Data for the task: Begin
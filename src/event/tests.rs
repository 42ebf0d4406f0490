use super::*;
use crate::state::entity::{LightState, Priority, RequestStatus, VehicleType};

fn decode_str(raw: &str) -> Result<InboundEvent, DecodeError> {
    decode(raw.as_bytes())
}

#[test]
fn test_decode_full_vehicle_update() {
    let raw = r#"{
        "type": "vehicle_update",
        "data": {
            "id": "AMB-12",
            "type": "ambulance",
            "priority": "P1",
            "position": {"lat": 33.9716, "lng": -6.8498},
            "speed": 14.2,
            "eta": 45,
            "distance": 620,
            "status": "granted",
            "requestActive": true,
            "predictedPath": [
                {"lat": 33.9716, "lng": -6.8498},
                {"lat": 33.9730, "lng": -6.8460}
            ],
            "timestamp": 1707668400000
        }
    }"#;

    let event = decode_str(raw).unwrap();
    let update = match event {
        InboundEvent::VehicleUpdate(update) => update,
        other => panic!("expected vehicle update, got {:?}", other),
    };

    assert_eq!(update.id, "AMB-12");
    assert_eq!(update.kind, Some(VehicleType::Ambulance));
    assert_eq!(update.priority, Some(Priority::P1));
    assert_eq!(update.speed, Some(14.2));
    assert_eq!(update.eta, Some(45.0));
    assert_eq!(update.status, Some(RequestStatus::Granted));
    assert_eq!(update.request_active, Some(true));
    assert_eq!(update.predicted_path.unwrap().len(), 2);
    assert_eq!(update.timestamp, Some(1707668400000));
}

#[test]
fn test_decode_partial_vehicle_update() {
    let raw = r#"{"type": "vehicle_update", "data": {"id": "AMB-12", "eta": 30}}"#;

    let event = decode_str(raw).unwrap();
    let update = match event {
        InboundEvent::VehicleUpdate(update) => update,
        other => panic!("expected vehicle update, got {:?}", other),
    };

    assert_eq!(update.id, "AMB-12");
    assert_eq!(update.eta, Some(30.0));
    assert!(update.kind.is_none());
    assert!(update.priority.is_none());
    assert!(update.request_active.is_none());
}

#[test]
fn test_decode_priority_granted() {
    let raw = r#"{
        "type": "priority_granted",
        "data": {
            "vehicle_id": "AMB-12",
            "corridor": {
                "id": "COR-7",
                "path": [
                    {"lat": 33.9716, "lng": -6.8498},
                    {"lat": 33.9730, "lng": -6.8460}
                ]
            }
        }
    }"#;

    let event = decode_str(raw).unwrap();
    match event {
        InboundEvent::PriorityGranted(grant) => {
            assert_eq!(grant.vehicle_id, "AMB-12");
            assert_eq!(grant.corridor.id, "COR-7");
            assert_eq!(grant.corridor.path.len(), 2);
        }
        other => panic!("expected priority grant, got {:?}", other),
    }
}

#[test]
fn test_decode_traffic_light_state() {
    let raw = r#"{
        "type": "traffic_light_state",
        "data": {"intersection_id": "TL-001", "state": "green", "time_remaining": 12.5}
    }"#;

    let event = decode_str(raw).unwrap();
    match event {
        InboundEvent::TrafficLightState(update) => {
            assert_eq!(update.intersection_id, "TL-001");
            assert_eq!(update.state, LightState::Green);
            assert_eq!(update.time_remaining, Some(12.5));
        }
        other => panic!("expected traffic light state, got {:?}", other),
    }
}

#[test]
fn test_decode_metrics_update() {
    let raw = r#"{
        "type": "metrics_update",
        "data": {"activeRequests": 3, "avgTime": 42.5, "successRate": 97.2, "latency": 120}
    }"#;

    let event = decode_str(raw).unwrap();
    match event {
        InboundEvent::MetricsUpdate(snapshot) => {
            assert_eq!(snapshot.active_requests, 3);
            assert_eq!(snapshot.avg_time, 42.5);
            assert_eq!(snapshot.success_rate, 97.2);
            assert_eq!(snapshot.latency, 120.0);
        }
        other => panic!("expected metrics update, got {:?}", other),
    }
}

#[test]
fn test_unrecognized_type_even_with_garbage_data() {
    let raw = r#"{"type": "heartbeat", "data": "whatever"}"#;
    match decode_str(raw).unwrap_err() {
        DecodeError::UnrecognizedType(kind) => assert_eq!(kind, "heartbeat"),
        other => panic!("expected unrecognized type, got {:?}", other),
    }
}

#[test]
fn test_unrecognized_type_without_data() {
    let raw = r#"{"type": "ping"}"#;
    assert!(matches!(
        decode_str(raw).unwrap_err(),
        DecodeError::UnrecognizedType(_)
    ));
}

#[test]
fn test_non_json_frame_is_malformed() {
    assert!(matches!(
        decode(b"not json at all").unwrap_err(),
        DecodeError::Malformed(_)
    ));
}

#[test]
fn test_known_type_with_wrong_shape_is_malformed() {
    let raw = r#"{"type": "vehicle_update", "data": {"speed": 10}}"#; // no id
    assert!(matches!(
        decode_str(raw).unwrap_err(),
        DecodeError::Malformed(_)
    ));
}

#[test]
fn test_empty_vehicle_id_invalid() {
    let raw = r#"{"type": "vehicle_update", "data": {"id": ""}}"#;
    match decode_str(raw).unwrap_err() {
        DecodeError::Invalid(ValidationError::EmptyId(field)) => {
            assert_eq!(field, "vehicle_update.id")
        }
        other => panic!("expected empty-id error, got {:?}", other),
    }
}

#[test]
fn test_negative_speed_invalid() {
    let raw = r#"{"type": "vehicle_update", "data": {"id": "AMB-12", "speed": -3.0}}"#;
    match decode_str(raw).unwrap_err() {
        DecodeError::Invalid(ValidationError::NegativeField(field, value)) => {
            assert_eq!(field, "vehicle_update.speed");
            assert_eq!(value, -3.0);
        }
        other => panic!("expected negative-field error, got {:?}", other),
    }
}

#[test]
fn test_out_of_range_position_invalid() {
    let raw = r#"{
        "type": "vehicle_update",
        "data": {"id": "AMB-12", "position": {"lat": 123.0, "lng": 0.0}}
    }"#;
    assert!(matches!(
        decode_str(raw).unwrap_err(),
        DecodeError::Invalid(ValidationError::OutOfRangePosition { .. })
    ));
}

#[test]
fn test_zero_timestamp_invalid() {
    let raw = r#"{"type": "vehicle_update", "data": {"id": "AMB-12", "timestamp": 0}}"#;
    assert_eq!(
        match decode_str(raw).unwrap_err() {
            DecodeError::Invalid(err) => err,
            other => panic!("expected validation error, got {:?}", other),
        },
        ValidationError::InvalidTimestamp(0)
    );
}

#[test]
fn test_single_point_corridor_invalid() {
    let raw = r#"{
        "type": "priority_granted",
        "data": {
            "vehicle_id": "AMB-12",
            "corridor": {"id": "COR-7", "path": [{"lat": 33.97, "lng": -6.85}]}
        }
    }"#;
    assert_eq!(
        match decode_str(raw).unwrap_err() {
            DecodeError::Invalid(err) => err,
            other => panic!("expected validation error, got {:?}", other),
        },
        ValidationError::ShortCorridor(1)
    );
}

#[test]
fn test_negative_time_remaining_invalid() {
    let raw = r#"{
        "type": "traffic_light_state",
        "data": {"intersection_id": "TL-001", "state": "red", "time_remaining": -1.0}
    }"#;
    assert!(matches!(
        decode_str(raw).unwrap_err(),
        DecodeError::Invalid(ValidationError::NegativeField(_, _))
    ));
}
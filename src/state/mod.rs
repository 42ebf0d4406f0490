// Entity records, stores, and derived projections

pub mod entity;
pub mod metrics;
pub mod requests;
mod store;

pub use entity::{
    Corridor, LightState, MergeError, Position, Priority, RequestStatus, TrafficLight, Vehicle,
    VehicleType,
};
pub use metrics::{MetricsMirror, MetricsSnapshot};
pub use requests::{ActiveRequest, RequestBoard, SortKey, TierFilter};
pub use store::EntityStore;
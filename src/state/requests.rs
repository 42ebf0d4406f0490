use chrono::{DateTime, Utc};
use dashmap::mapref::entry::Entry;
use dashmap::DashMap;
use serde::Serialize;
use tracing::{debug, warn};

use crate::event::VehicleUpdate;
use crate::state::entity::{Priority, RequestStatus, VehicleType};

/// One row of the operator's active-requests panel.
///
/// A derived, independent copy of the vehicle data that created it, never
/// a reference into the entity store, so sorting and filtering cannot
/// mutate vehicle state.
#[derive(Debug, Clone, PartialEq, Serialize)]
pub struct ActiveRequest {
    pub id: String,
    pub kind: Option<VehicleType>,
    pub priority: Priority,
    /// Seconds
    pub eta: f64,
    /// Meters
    pub distance: f64,
    pub status: RequestStatus,
    /// Receipt instant; preserved across updates unless the server sends
    /// its own timestamp
    pub timestamp: DateTime<Utc>,
}

/// Sort key for the active-requests view
#[derive(Debug, Clone, Copy, PartialEq, Eq)]
pub enum SortKey {
    Priority,
    Eta,
    ReceiptTime,
}

/// Priority-tier filter for the active-requests view
#[derive(Debug, Clone, Copy, PartialEq, Eq)]
pub enum TierFilter {
    All,
    Only(Priority),
}

/// Projection of active priority requests, keyed by vehicle id.
///
/// At most one request exists per vehicle at any time. Derivation is
/// independent of the entity-store merge: it consumes the same partial
/// update record and neither side suppresses the other.
pub struct RequestBoard {
    requests: DashMap<String, ActiveRequest>,
}

impl RequestBoard {
    pub fn new() -> Self {
        Self {
            requests: DashMap::new(),
        }
    }

    /// Derive the projection change for one vehicle update.
    ///
    /// A `completed` status removes the request for that id. Otherwise an
    /// update flagged `requestActive` upserts: present fields overwrite,
    /// absent fields are untouched, and the receipt timestamp is preserved
    /// unless the update carries a server timestamp. An update for an
    /// unseen id must carry at least `priority` and `eta` (the sort and
    /// filter keys) or the derivation is skipped.
    pub fn derive(&self, update: &VehicleUpdate, now: DateTime<Utc>) {
        if update.status == Some(RequestStatus::Completed) {
            if self.requests.remove(&update.id).is_some() {
                debug!(vehicle_id = %update.id, "request completed, removed from board");
            }
            return;
        }

        if update.request_active != Some(true) {
            return;
        }

        match self.requests.entry(update.id.clone()) {
            Entry::Occupied(mut entry) => {
                let request = entry.get_mut();
                if let Some(kind) = update.kind {
                    request.kind = Some(kind);
                }
                if let Some(priority) = update.priority {
                    request.priority = priority;
                }
                if let Some(eta) = update.eta {
                    request.eta = eta;
                }
                if let Some(distance) = update.distance {
                    request.distance = distance;
                }
                if let Some(status) = update.status {
                    request.status = status;
                }
                if let Some(timestamp) = update.timestamp.and_then(DateTime::from_timestamp_millis)
                {
                    request.timestamp = timestamp;
                }
            }
            Entry::Vacant(entry) => {
                let (priority, eta) = match (update.priority, update.eta) {
                    (Some(priority), Some(eta)) => (priority, eta),
                    _ => {
                        warn!(
                            vehicle_id = %update.id,
                            "active request without priority or eta, skipping"
                        );
                        return;
                    }
                };

                entry.insert(ActiveRequest {
                    id: update.id.clone(),
                    kind: update.kind,
                    priority,
                    eta,
                    distance: update.distance.unwrap_or(0.0),
                    status: update.status.unwrap_or(RequestStatus::Pending),
                    timestamp: update
                        .timestamp
                        .and_then(DateTime::from_timestamp_millis)
                        .unwrap_or(now),
                });
            }
        }
    }

    /// Remove a request explicitly (cancel acknowledgment path). Absent
    /// ids are a no-op.
    pub fn remove(&self, id: &str) -> Option<ActiveRequest> {
        self.requests.remove(id).map(|(_, request)| request)
    }

    pub fn get(&self, id: &str) -> Option<ActiveRequest> {
        self.requests.get(id).map(|r| r.clone())
    }

    pub fn snapshot(&self) -> Vec<ActiveRequest> {
        self.requests.iter().map(|r| r.value().clone()).collect()
    }

    pub fn len(&self) -> usize {
        self.requests.len()
    }

    pub fn is_empty(&self) -> bool {
        self.requests.is_empty()
    }

    /// Filtered, sorted view for presentation: filter then sort in one
    /// pass over an owned snapshot.
    pub fn view(&self, tier: TierFilter, key: SortKey) -> Vec<ActiveRequest> {
        sort(filter(self.snapshot(), tier), key)
    }
}

impl Default for RequestBoard {
    fn default() -> Self {
        Self::new()
    }
}

/// Stable ascending sort on the chosen key. Pure: consumes and returns an
/// owned list, entity state is never touched.
pub fn sort(mut list: Vec<ActiveRequest>, key: SortKey) -> Vec<ActiveRequest> {
    match key {
        SortKey::Priority => list.sort_by_key(|r| r.priority),
        SortKey::Eta => list.sort_by(|a, b| a.eta.total_cmp(&b.eta)),
        SortKey::ReceiptTime => list.sort_by_key(|r| r.timestamp),
    }
    list
}

/// Exact-match tier filter. Pure and composable with `sort` in either
/// order.
pub fn filter(list: Vec<ActiveRequest>, tier: TierFilter) -> Vec<ActiveRequest> {
    match tier {
        TierFilter::All => list,
        TierFilter::Only(priority) => list
            .into_iter()
            .filter(|r| r.priority == priority)
            .collect(),
    }
}
use anyhow::Result;
use std::time::Duration;
use tracing::info;

use urbanflow::alert::AlertManager;
use urbanflow::config::{self, DashboardConfig, LightSeed};
use urbanflow::link::Link;
use urbanflow::session::{self, DashboardSession};

#[tokio::main]
async fn main() -> Result<()> {
    // Initialize tracing subscriber
    tracing_subscriber::fmt()
        .with_env_filter(
            tracing_subscriber::EnvFilter::try_from_default_env()
                .unwrap_or_else(|_| "urbanflow=info".into()),
        )
        .init();

    info!("Urban Flow V2I console core starting...");

    let config_path = std::env::args()
        .nth(1)
        .unwrap_or_else(|| "urbanflow.toml".to_string());
    let config = match config::load_config(&config_path) {
        Ok(config) => config,
        Err(err) => {
            info!(path = %config_path, error = %err, "No config file loaded, using defaults");
            DashboardConfig::default()
        }
    };

    let alerts = AlertManager::with_auto_dismiss(Duration::from_millis(config.alerts.auto_dismiss_ms));
    let session = DashboardSession::new(alerts);
    session
        .store()
        .seed_traffic_lights(config.lights.into_iter().map(LightSeed::into_light));

    let (link, mut lifecycle) = Link::connect(config.link).await?;

    session::run(&session, &link, &mut lifecycle).await?;

    link.close().await
}
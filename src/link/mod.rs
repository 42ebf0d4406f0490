use anyhow::{Context, Result};
use async_trait::async_trait;
use serde::Deserialize;
use std::fmt;
use tokio::sync::mpsc;
use tracing::info;

/// Event-stream link configuration
#[derive(Clone, Debug, Deserialize)]
pub struct LinkConfig {
    #[serde(default = "default_url")]
    pub url: String,
    #[serde(default = "default_event_subject")]
    pub event_subject: String,
    #[serde(default = "default_command_subject")]
    pub command_subject: String,
}

fn default_url() -> String {
    std::env::var("NATS_URL").unwrap_or_else(|_| "nats://localhost:4222".to_string())
}

fn default_event_subject() -> String {
    "v2i.events".to_string()
}

fn default_command_subject() -> String {
    "v2i.commands".to_string()
}

impl Default for LinkConfig {
    fn default() -> Self {
        Self {
            url: default_url(),
            event_subject: default_event_subject(),
            command_subject: default_command_subject(),
        }
    }
}

/// Connection lifecycle state: `Connecting → Open → Closed`, with
/// transport failures landing in `Closed` after an error event.
#[derive(Debug, Clone, Copy, PartialEq, Eq)]
pub enum LinkState {
    Connecting,
    Open,
    Closed,
}

/// Lifecycle transition reported by the transport
#[derive(Debug, Clone, PartialEq, Eq)]
pub enum LinkEvent {
    Open,
    Closed,
    Error(String),
}

/// Errors from the outbound half of the link
#[derive(Debug)]
pub enum LinkError {
    /// The connection is not OPEN; nothing was sent
    NotConnected,
    /// The transport rejected the send
    Transport(String),
}

impl fmt::Display for LinkError {
    fn fmt(&self, f: &mut fmt::Formatter<'_>) -> fmt::Result {
        match self {
            LinkError::NotConnected => write!(f, "link is not connected"),
            LinkError::Transport(err) => write!(f, "transport error: {}", err),
        }
    }
}

impl std::error::Error for LinkError {}

/// Outbound half of the event-stream connection.
///
/// The command dispatcher talks to this seam, so dispatch behavior is
/// testable without a running broker.
#[async_trait]
pub trait Wire: Send + Sync {
    /// Current connection state
    fn state(&self) -> LinkState;

    /// Fire-and-forget send. Fails fast with `NotConnected` when the link
    /// is not OPEN; the failure is reported, never retried here.
    async fn send(&self, payload: Vec<u8>) -> Result<(), LinkError>;
}

/// One persistent bidirectional event-stream connection to the V2I
/// control system. Inbound events arrive on the event subject; operator
/// commands publish to the command subject.
pub struct Link {
    client: async_nats::Client,
    config: LinkConfig,
}

impl Link {
    /// Connect to the event-stream endpoint.
    ///
    /// Reconnection is disabled: a dropped connection stays closed until
    /// the controlling session opens a new link. Retry/backoff policy
    /// belongs in a deployment wrapper, not in event handling.
    pub async fn connect(config: LinkConfig) -> Result<(Self, mpsc::UnboundedReceiver<LinkEvent>)> {
        info!(url = %config.url, "Connecting to V2I event stream");

        let (lifecycle_tx, lifecycle_rx) = mpsc::unbounded_channel();
        let client = async_nats::ConnectOptions::new()
            .max_reconnects(0)
            .event_callback(move |event| {
                let tx = lifecycle_tx.clone();
                async move {
                    let _ = tx.send(LinkEvent::from(event));
                }
            })
            .connect(&config.url)
            .await
            .context("Failed to connect to V2I event stream")?;

        Ok((Self { client, config }, lifecycle_rx))
    }

    /// Subscribe to the inbound event subject
    pub async fn events(&self) -> Result<async_nats::Subscriber> {
        self.client
            .subscribe(self.config.event_subject.clone())
            .await
            .context("Failed to subscribe to event subject")
    }

    /// Flush pending publishes and tear down the channel. Scheduled alert
    /// timers are a session concern, torn down separately.
    pub async fn close(self) -> Result<()> {
        self.client
            .flush()
            .await
            .context("Failed to flush link before close")?;
        Ok(())
    }
}

#[async_trait]
impl Wire for Link {
    fn state(&self) -> LinkState {
        match self.client.connection_state() {
            async_nats::connection::State::Connected => LinkState::Open,
            async_nats::connection::State::Pending => LinkState::Connecting,
            _ => LinkState::Closed,
        }
    }

    async fn send(&self, payload: Vec<u8>) -> Result<(), LinkError> {
        if self.state() != LinkState::Open {
            return Err(LinkError::NotConnected);
        }

        self.client
            .publish(self.config.command_subject.clone(), payload.into())
            .await
            .map_err(|err| LinkError::Transport(err.to_string()))
    }
}

impl From<async_nats::Event> for LinkEvent {
    fn from(event: async_nats::Event) -> Self {
        match event {
            async_nats::Event::Connected => LinkEvent::Open,
            async_nats::Event::Disconnected => LinkEvent::Closed,
            other => LinkEvent::Error(other.to_string()),
        }
    }
}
Data for the task: End
Task instructions: The listing above holds a line with "use dashmap::DashMap;" and a line with "if update.status == Some(RequestStatus::Completed)". Print the stretch from the first through the second, exactly and alone.

Response:
use dashmap::DashMap;
use serde::Serialize;
use tracing::{debug, warn};

use crate::event::VehicleUpdate;
use crate::state::entity::{Priority, RequestStatus, VehicleType};

/// One row of the operator's active-requests panel.
///
/// A derived, independent copy of the vehicle data that created it, never
/// a reference into the entity store, so sorting and filtering cannot
/// mutate vehicle state.
#[derive(Debug, Clone, PartialEq, Serialize)]
pub struct ActiveRequest {
    pub id: String,
    pub kind: Option<VehicleType>,
    pub priority: Priority,
    /// Seconds
    pub eta: f64,
    /// Meters
    pub distance: f64,
    pub status: RequestStatus,
    /// Receipt instant; preserved across updates unless the server sends
    /// its own timestamp
    pub timestamp: DateTime<Utc>,
}

/// Sort key for the active-requests view
#[derive(Debug, Clone, Copy, PartialEq, Eq)]
pub enum SortKey {
    Priority,
    Eta,
    ReceiptTime,
}

/// Priority-tier filter for the active-requests view
#[derive(Debug, Clone, Copy, PartialEq, Eq)]
pub enum TierFilter {
    All,
    Only(Priority),
}

/// Projection of active priority requests, keyed by vehicle id.
///
/// At most one request exists per vehicle at any time. Derivation is
/// independent of the entity-store merge: it consumes the same partial
/// update record and neither side suppresses the other.
pub struct RequestBoard {
    requests: DashMap<String, ActiveRequest>,
}

impl RequestBoard {
    pub fn new() -> Self {
        Self {
            requests: DashMap::new(),
        }
    }

    /// Derive the projection change for one vehicle update.
    ///
    /// A `completed` status removes the request for that id. Otherwise an
    /// update flagged `requestActive` upserts: present fields overwrite,
    /// absent fields are untouched, and the receipt timestamp is preserved
    /// unless the update carries a server timestamp. An update for an
    /// unseen id must carry at least `priority` and `eta` (the sort and
    /// filter keys) or the derivation is skipped.
    pub fn derive(&self, update: &VehicleUpdate, now: DateTime<Utc>) {
        if update.status == Some(RequestStatus::Completed) {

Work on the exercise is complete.